The value that we're able to build and extract from diverse sets of data becomes really, really powerful. And the reason why then GraphQL makes this all really helpful for us is that to orchestrate this, there's less overhead, because I've just merged all the pieces into a single API, I have a smaller control plane, I'm not having to worry about shipping around my environment variables and everything else. I've got reusable patterns that I can reuse over and over again at different tooling. And it's like totally agnostic to the consuming application, if I'm shipping an Android application or an iOS application or whatever it might be that doesn't matter. And that agnostic part is actually really, really, really critical because I'm arguing here that that API has value for us across a number of different contexts, not just front-end consumers.
Well, let's go ahead and dive a little bit further into the theoretical models here. So what we have here is sort of your common GraphQL service structure, right? You've got your order product, you've got for reads, and then log in, log out, purchase, and editing your orders as mutations, or roughly speaking. And so you've got maybe SQL services or REST services identified for the data you need on the one side, and then on the other side, you've got micro-services for logging in and logging out and resets, and that's kind of roughly how this data sort of plays together. Well, you'll see that the data dependencies of something like a purchase, we need access to all this data. But something like a purchase model might actually be protected context, right? Because we're talking about mutating a database, or we're inserting content, or wanting to have data that's potentially interfacing with our database, and so we want this federated of data dependencies in the context of wherever our service might be running. So if that service happens to be purchased, we still need user order and product, but why can't we just get access to that data, like, at the execution time? And we're going to talk about some of the reasons people say that you can't, but let's go ahead and break this into a bit more of a less abstract model.

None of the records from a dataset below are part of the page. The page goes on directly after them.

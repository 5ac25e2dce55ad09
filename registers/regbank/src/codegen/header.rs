// Licensed under the Apache-2.0 license

//! C header emission.
//!
//! ```text
//! #define IRQ_OFFSET 0x3
//! #define IRQ_RX_IRQ_FIELD_OFFSET 0
//! #define IRQ_RX_IRQ_FIELD_WIDTH 1
//! #define IRQ_RX_IRQ_FIELD_MASK 0x1
//! #define IRQ_RX_IRQ_RESET 0x0
//! ```

use crate::config::GeneratorConfig;
use crate::model::RegisterBank;
use crate::util::upper_snake;
use std::fmt::Write;

/// Suffixes of the per-field defines, in emission order.
const FIELD_MACRO_SUFFIXES: [&str; 4] = ["_FIELD_OFFSET", "_FIELD_WIDTH", "_FIELD_MASK", "_RESET"];

/// Name of the define holding a register's offset.
pub(crate) fn offset_macro(register: &str) -> String {
    format!("{}_OFFSET", upper_snake(register))
}

/// Names of the defines describing one field, in emission order.
pub(crate) fn field_macros(register: &str, field: &str) -> [String; 4] {
    let base = format!("{}_{}", upper_snake(register), upper_snake(field));
    FIELD_MACRO_SUFFIXES.map(|suffix| format!("{base}{suffix}"))
}

/// Escapes `text` for use inside a C string literal.
fn c_string(text: &str) -> String {
    let mut out = String::with_capacity(text.len());
    for c in text.chars() {
        match c {
            '"' => out.push_str("\\\""),
            '\\' => out.push_str("\\\\"),
            '\n' => out.push_str("\\n"),
            '\t' => out.push_str("\\t"),
            // Octal escapes stop after three digits, unlike `\x`.
            c if c.is_ascii_control() => {
                let _ = write!(out, "\\{:03o}", c as u32);
            }
            c => out.push(c),
        }
    }
    out
}

pub(super) fn generate(bank: &RegisterBank, config: &GeneratorConfig) -> String {
    let guard = upper_snake(bank.name());
    let mut out = String::new();

    // Writing into a String cannot fail.
    let _ = writeln!(out, "#ifndef {guard}_H");
    let _ = writeln!(out, "#define {guard}_H");
    out.push('\n');
    let _ = writeln!(
        out,
        "/* File generated automatically by registers-regbank: DO NOT EDIT. */"
    );
    if let Some(version) = &config.header_version {
        let _ = writeln!(out, "#define {guard}_VERSION \"{}\"", c_string(version));
    }

    for reg in bank.registers() {
        out.push('\n');
        let _ = writeln!(out, "/* Register {} */", reg.name);
        let _ = writeln!(out, "#define {} {:#x}", offset_macro(&reg.name), reg.address);
        for field in &reg.fields {
            if config.emit_descriptions && !field.description.trim().is_empty() {
                let _ = writeln!(
                    out,
                    "/* {}.{} ({}): {} */",
                    reg.name,
                    field.name,
                    field.access_kind,
                    field.description.trim().replace("*/", "* /")
                );
            } else {
                let _ = writeln!(
                    out,
                    "/* {}.{} ({}) */",
                    reg.name, field.name, field.access_kind
                );
            }
            let [offset, width, mask, reset] = field_macros(&reg.name, &field.name);
            let _ = writeln!(out, "#define {offset} {}", field.bit_offset);
            let _ = writeln!(out, "#define {width} {}", field.bit_width);
            let _ = writeln!(out, "#define {mask} {:#x}", field.mask());
            let _ = writeln!(out, "#define {reset} {:#x}", field.reset_value);
        }
    }

    out.push('\n');
    let _ = writeln!(out, "#endif /* {guard}_H */");
    out
}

What happens if we were to say that the data model we're actually working with is way more complex, right? So we've got, you know, network credit average, we've got pending purchases, historical income, we've got the history of the users' returns, blah, blah, blah, what we have here is a risk assessment model. This is highly protected data. This is something we would like to be able to get information from as a feedback to just kind of wait, whether or not this person has a risk assessment for a credit score or whatever else. It's like, we need all this other data, which is going to live in very different silos, to be able to come together to make this weighted calculation. And so what I'm arguing here is I'm saying that, you know, we have the query coming from the client, from the front-end client, trying to get information about, am I approved or not approved, whatever it might be, but then that same protected environment can actually make a query itself with the same data API that I was able to call from my front-end client with the same API endpoint from the actual risk assessment service back to my same GraphQL API and get the entire data picture that I'm looking for to be able to make that calculation. Why do I, all of a sudden, do I need to actually break out into an entirely new environment for all of this data? I want to be able to access this data at the place that I need it. And so, then, if I can make that calculation, I can work with all the data payload I need for my calculation, I'm reducing the amount of round-trips and everything else that I might happen to need. Well, this isn't actually just theory, right? This is actually something that we see implemented everyday, at Hasura specifically, across healthcare, across reverse ETL things, DORA metrics, we have food delivery companies, all kinds of different services that are having to deal with this data.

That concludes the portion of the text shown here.